Today is the last day of October. I can’t believe it’s already November tomorrow. After the coronavirus disease 2019 (COVID-19) outbreak, so much of what I had enjoyed before disappeared. It was a hard and unmanageable year. If I were to talk about the special experience this year, I would like to talk about my internal experiences rather than external experiences. I’m going to talk about my special “Corona blues” coping period. I have a very bright personality, and I especially like meeting new people. Everybody has their scents and colors, and I like to experience the diversity. Meeting new people is a driving force and joy of my life. But this year my happiness has been shut down. In January, my family went on a trip to Hawaii. These days I have a grim idea that this might be the last overseas trip of my youth. After returning from Hawaii, COVID-19 began to emerge as a serious social problem. Wearing masks has become an implicit social norm, and the opening of school has been postponed continually. Until then, I thought after 2 weeks, or maybe a month, I would be able to enjoy my school life. But rather than going to school, I couldn’t do my part-time job or extracurricular activities, and everything became untact. I had a really hard time internally this time. Not just me, but many people had a hard time. Would the “Corona blues” have appeared otherwise? Living almost every day at home has ruined my life pattern, and I realized the meaning of “A sound mind in a sound body.”
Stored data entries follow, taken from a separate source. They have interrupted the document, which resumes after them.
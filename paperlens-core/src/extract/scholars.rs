//! Scholar identification unit.
//!
//! Generative strategy asks for a JSON list of scholars; the heuristic
//! fallback scans for `Name et al.` and `Name, YYYY` citation patterns.

use regex::Regex;
use serde_json::Value;
use std::sync::Arc;
use tracing::debug;

use crate::backend::TextGenerator;
use crate::config::ExtractionConfig;
use crate::error::ExtractionError;
use crate::extract::{run_generative, Decoded};
use crate::patterns::truncate_chars;
use crate::types::{ScholarInfo, ScholarRole};

const UNIT: &str = "scholars";

/// Name candidates collected by the heuristic scan before the scholar cap.
const NAME_CAP: usize = 10;
/// Maximum scholars returned by the heuristic path.
const SCHOLAR_CAP: usize = 5;

const PROMPT_HEADER: &str = "You are an expert at identifying key scholars cited in \
scholarly papers. List the most important researchers referenced in the text below. \
Respond with ONLY a JSON array; each element must have the fields: \"name\" (string), \
\"representative_works\" (array of strings), \"role\" (one of \"founder\", \"pioneer\", \
\"contributor\"); optionally \"affiliation\" (string), \"h_index\" (integer), \
\"citation_count\" (integer).\n\n";

/// Identifies cited scholars in document text.
pub struct ScholarIdentifier {
    backend: Arc<dyn TextGenerator>,
    budget_chars: usize,
    timeout_secs: u64,
    citation_patterns: Vec<Regex>,
}

impl ScholarIdentifier {
    pub fn new(backend: Arc<dyn TextGenerator>, config: &ExtractionConfig) -> Self {
        let citation_patterns = vec![
            Regex::new(r"([A-Z][a-z]+\s+[A-Z][a-z]+)\s+et\s+al").expect("et-al pattern compiles"),
            Regex::new(r"([A-Z][a-z]+\s+[A-Z][a-z]+),\s+(?:19|20)\d{2}")
                .expect("name-year pattern compiles"),
        ];
        Self {
            backend,
            budget_chars: config.summary_budget_chars,
            timeout_secs: config.unit_timeout_secs,
            citation_patterns,
        }
    }

    /// Identify scholars, preferring the generative strategy.
    pub async fn extract(
        &self,
        title: &str,
        abstract_text: &str,
        text: &str,
    ) -> Result<Vec<ScholarInfo>, ExtractionError> {
        let truncated = truncate_chars(text, self.budget_chars);
        let prompt = format!(
            "{PROMPT_HEADER}Title: {title}\nAbstract: {abstract_text}\nContent:\n{truncated}"
        );

        match run_generative(
            self.backend.as_ref(),
            UNIT,
            &prompt,
            self.timeout_secs,
            validate_scholar,
        )
        .await
        {
            Ok(scholars) => Ok(scholars),
            Err(e) => {
                debug!(error = %e, "Generative scholar identification failed; using heuristic");
                Ok(self.heuristic(text))
            }
        }
    }

    /// Deterministic fallback: citation-pattern scan with first-seen-order
    /// name dedup. Pure function of the text.
    pub fn heuristic(&self, text: &str) -> Vec<ScholarInfo> {
        let mut names: Vec<String> = Vec::new();
        for pattern in &self.citation_patterns {
            for caps in pattern.captures_iter(text) {
                if names.len() >= NAME_CAP {
                    break;
                }
                if let Some(name) = caps.get(1) {
                    let name = name.as_str().trim();
                    if name.chars().count() > 5 && !names.iter().any(|n| n == name) {
                        names.push(name.to_string());
                    }
                }
            }
        }

        names
            .into_iter()
            .take(SCHOLAR_CAP)
            .map(|name| ScholarInfo {
                name,
                affiliation: None,
                h_index: None,
                citation_count: None,
                representative_works: Vec::new(),
                role: ScholarRole::Contributor,
            })
            .collect()
    }
}

/// Strict per-element validation of a generative answer.
fn validate_scholar(value: &Value) -> Decoded<ScholarInfo> {
    match serde_json::from_value::<ScholarInfo>(value.clone()) {
        Ok(scholar) => {
            if scholar.name.trim().is_empty() {
                return Decoded::Rejected("empty name".to_string());
            }
            Decoded::Ok(scholar)
        }
        Err(e) => Decoded::Rejected(e.to_string()),
    }
}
People talking about when COVID-19 would end began to talk about life with COVID-19. Some say that from now on, COVID-19 will coexist with our lives. My mother told me, “You have to be prepared for life after COVID-19.” “After COVID-19” meant a world with COVID-19. I started to think I should wake myself up from the sense of helplessness. I couldn’t wait for the world to change anymore. The way I took to overcome this slump was to get busy and get used to contacting people with untact methods.
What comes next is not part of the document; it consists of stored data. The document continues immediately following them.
//! Research-domain classification unit.
//!
//! Generative strategy asks for a single JSON object; the heuristic
//! fallback scores fixed keyword buckets over the title and abstract.

use serde_json::Value;
use std::sync::Arc;
use tracing::debug;

use crate::backend::TextGenerator;
use crate::config::ExtractionConfig;
use crate::error::ExtractionError;
use crate::extract::{run_generative, Decoded};
use crate::patterns::{keyword_score, truncate_chars};
use crate::types::{clamp_unit, DomainInfo};

const UNIT: &str = "domain";

/// Keyword buckets mapping vocabulary to a primary field. Evaluated in
/// order; the first strictly-highest score wins.
const DOMAIN_BUCKETS: &[(&str, &[&str])] = &[
    (
        "Computer Vision",
        &["image", "vision", "visual", "detect", "segment", "pose"],
    ),
    (
        "Natural Language Processing",
        &["language", "nlp", "text", "semantic", "parsing", "translation"],
    ),
    (
        "Machine Learning",
        &["learning", "neural", "network", "deep", "model", "algorithm"],
    ),
    (
        "Reinforcement Learning",
        &["reinforcement", "reward", "policy", "agent"],
    ),
];

/// Confidence assigned to heuristic classifications.
const HEURISTIC_CONFIDENCE: f64 = 0.6;
/// Keyword list cap for the heuristic path.
const HEURISTIC_KEYWORD_CAP: usize = 10;

const PROMPT_HEADER: &str = "You are an expert at classifying scholarly papers by research \
field. Analyze the paper below and respond with ONLY a JSON object with the fields: \
\"primary_field\" (string), \"sub_fields\" (array of 3-5 strings), \"keywords\" (array of \
5-10 strings), \"related_fields\" (array of 2-3 strings), \"confidence\" (number between \
0 and 1).\n\n";

/// Classifies a document's research domain.
pub struct DomainClassifier {
    backend: Arc<dyn TextGenerator>,
    budget_chars: usize,
    timeout_secs: u64,
}

impl DomainClassifier {
    pub fn new(backend: Arc<dyn TextGenerator>, config: &ExtractionConfig) -> Self {
        Self {
            backend,
            budget_chars: config.summary_budget_chars,
            timeout_secs: config.unit_timeout_secs,
        }
    }

    /// Classify the document, preferring the generative strategy. Returns
    /// `None` only for degenerate input on the heuristic path.
    pub async fn extract(
        &self,
        title: &str,
        abstract_text: &str,
        text: &str,
    ) -> Result<Option<DomainInfo>, ExtractionError> {
        let truncated = truncate_chars(text, self.budget_chars);
        let prompt = format!(
            "{PROMPT_HEADER}Title: {title}\nAbstract: {abstract_text}\nContent:\n{truncated}"
        );

        match run_generative(
            self.backend.as_ref(),
            UNIT,
            &prompt,
            self.timeout_secs,
            validate_domain,
        )
        .await
        {
            Ok(mut infos) => Ok(Some(infos.remove(0))),
            Err(e) => {
                debug!(error = %e, "Generative domain classification failed; using heuristic");
                Ok(Self::heuristic(title, abstract_text))
            }
        }
    }

    /// Deterministic fallback: keyword-bucket scoring over title+abstract.
    /// Pure function of its input; `None` when no bucket scores at all.
    pub fn heuristic(title: &str, abstract_text: &str) -> Option<DomainInfo> {
        let combined = format!("{title} {abstract_text}");

        let mut best: Option<(&str, usize)> = None;
        for (field, vocabulary) in DOMAIN_BUCKETS {
            let score = keyword_score(&combined, vocabulary);
            if score > 0 && best.map(|(_, s)| score > s).unwrap_or(true) {
                best = Some((field, score));
            }
        }
        let (primary_field, _) = best?;

        let keywords: Vec<String> = combined
            .split_whitespace()
            .filter(|w| w.chars().count() > 4)
            .take(HEURISTIC_KEYWORD_CAP)
            .map(|w| w.to_string())
            .collect();

        Some(DomainInfo {
            primary_field: primary_field.to_string(),
            sub_fields: Vec::new(),
            keywords,
            related_fields: Vec::new(),
            confidence: HEURISTIC_CONFIDENCE,
        })
    }
}

/// Strict validation of a generative answer object.
fn validate_domain(value: &Value) -> Decoded<DomainInfo> {
    match serde_json::from_value::<DomainInfo>(value.clone()) {
        Ok(mut info) => {
            if info.primary_field.trim().is_empty() {
                return Decoded::Rejected("empty primary_field".to_string());
            }
            info.confidence = clamp_unit(info.confidence);
            Decoded::Ok(info)
        }
        Err(e) => Decoded::Rejected(e.to_string()),
    }
}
The first thing I did was search bulletin boards to find activities that I could apply for. What caught my eyes was the student ambassador activity organized by the NH Bank. Luckily, I passed the document examination and interview. Inevitably, almost all activities were carried out online. It was still pleasant to communicate with the members even over the screen. Secondly, I wanted to make new friends in school, so I applied for the Sungkyunkwan Economic Debating Association (SEDA). In SEDA, all activities were conducted online. Nevertheless, we could discuss passionately, and it was attractive to communicate with students majoring in economics like me. However, I wasn’t able to get along with my colleagues often. Therefore, I suggested preparing a contest together. My genuine intention was to meet them often. Eventually, we participated in the contest organized by the Financial Supervisory Service. Video conferenced allowed us to meet more often. The results haven’t been announced yet, but it helped me become intimate with them. One of my favorite things at school was talking with professors about class topics. Of course, after the pandemic outbreak, I couldn’t do those things. So I decided to contact the professor of the most impressive class I took last year. This allowed me to participate in the Research Credit System conducted by the school with him. He became my professor in charge. I had a Zoom meeting with him once a week, talked about research, and sometimes even got career counseling.
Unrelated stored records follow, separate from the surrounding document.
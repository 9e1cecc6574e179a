//! Result cache: content-addressed analysis results.
//!
//! Keys follow the `paper:<source-kind>:<source-id>` scheme (see
//! `PaperSource::cache_key`). The cache is a pure external collaborator:
//! a concurrent read-before-write race on the same key means a redundant
//! recomputation, never a correctness problem, since analyses are
//! idempotent.

use async_trait::async_trait;
use serde_json::Value;
use std::collections::HashMap;
use std::time::{Duration, Instant};
use tokio::sync::RwLock;

/// Key-value cache for completed analyses.
#[async_trait]
pub trait ResultCache: Send + Sync {
    /// Fetch a cached value, or `None` on miss/expiry.
    async fn get(&self, key: &str) -> Option<Value>;

    /// Store a value with a time-to-live.
    async fn set(&self, key: &str, value: Value, ttl: Duration);
}

/// In-memory TTL cache. Expired entries are dropped lazily on read.
pub struct InMemoryResultCache {
    inner: RwLock<HashMap<String, CacheEntry>>,
}

struct CacheEntry {
    value: Value,
    expires_at: Instant,
}

impl InMemoryResultCache {
    pub fn new() -> Self {
        Self {
            inner: RwLock::new(HashMap::new()),
        }
    }

    /// Number of stored entries, including not-yet-collected expired ones.
    pub async fn len(&self) -> usize {
        self.inner.read().await.len()
    }

    pub async fn is_empty(&self) -> bool {
        self.len().await == 0
    }
}

impl Default for InMemoryResultCache {
    fn default() -> Self {
        Self::new()
    }
}

#[async_trait]
impl ResultCache for InMemoryResultCache {
    async fn get(&self, key: &str) -> Option<Value> {
        {
            let entries = self.inner.read().await;
            match entries.get(key) {
                Some(entry) if entry.expires_at > Instant::now() => {
                    return Some(entry.value.clone())
                }
                Some(_) => {}
                None => return None,
            }
        }
        // Expired: drop it under a write lock
        self.inner.write().await.remove(key);
        None
    }

    async fn set(&self, key: &str, value: Value, ttl: Duration) {
        let entry = CacheEntry {
            value,
            expires_at: Instant::now() + ttl,
        };
        self.inner.write().await.insert(key.to_string(), entry);
    }
}

#[cfg(test)]
mod tests {
    use super::*;
    use serde_json::json;

    #[tokio::test]
    async fn test_set_get_roundtrip() {
        let cache = InMemoryResultCache::new();
        cache
            .set("paper:arxiv:1234.5678", json!({"title": "T"}), Duration::from_secs(60))
            .await;
        let value = cache.get("paper:arxiv:1234.5678").await.unwrap();
        assert_eq!(value["title"], "T");
    }

    #[tokio::test]
    async fn test_miss() {
        let cache = InMemoryResultCache::new();
        assert!(cache.get("paper:doi:none").await.is_none());
    }

    #[tokio::test]
    async fn test_expiry() {
        let cache = InMemoryResultCache::new();
        cache
            .set("k", json!(1), Duration::from_millis(0))
            .await;
        tokio::time::sleep(Duration::from_millis(5)).await;
        assert!(cache.get("k").await.is_none());
        // The expired entry was removed on read
        assert!(cache.is_empty().await);
    }

    #[tokio::test]
    async fn test_overwrite_same_key() {
        let cache = InMemoryResultCache::new();
        cache.set("k", json!(1), Duration::from_secs(60)).await;
        cache.set("k", json!(2), Duration::from_secs(60)).await;
        assert_eq!(cache.get("k").await.unwrap(), json!(2));
        assert_eq!(cache.len().await, 1);
    }
}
Nobody knows when the COVID-19 will end. Maybe there’ll be no end. COVID-19 must be remembered as a tough time, but if there’s one thing I appreciate about it, I’ve learned to stand up on my own. There were many hard moments, but I tried to get over the hardship I faced with my own will and effort. It was more hopeless and difficult than ever, but in fact, it was an opportunity to find myself braver and stronger. Now I have a belief in myself that I can overcome any hardship. Nevertheless, I hope COVID-19 will be finished soon. Adios 2020!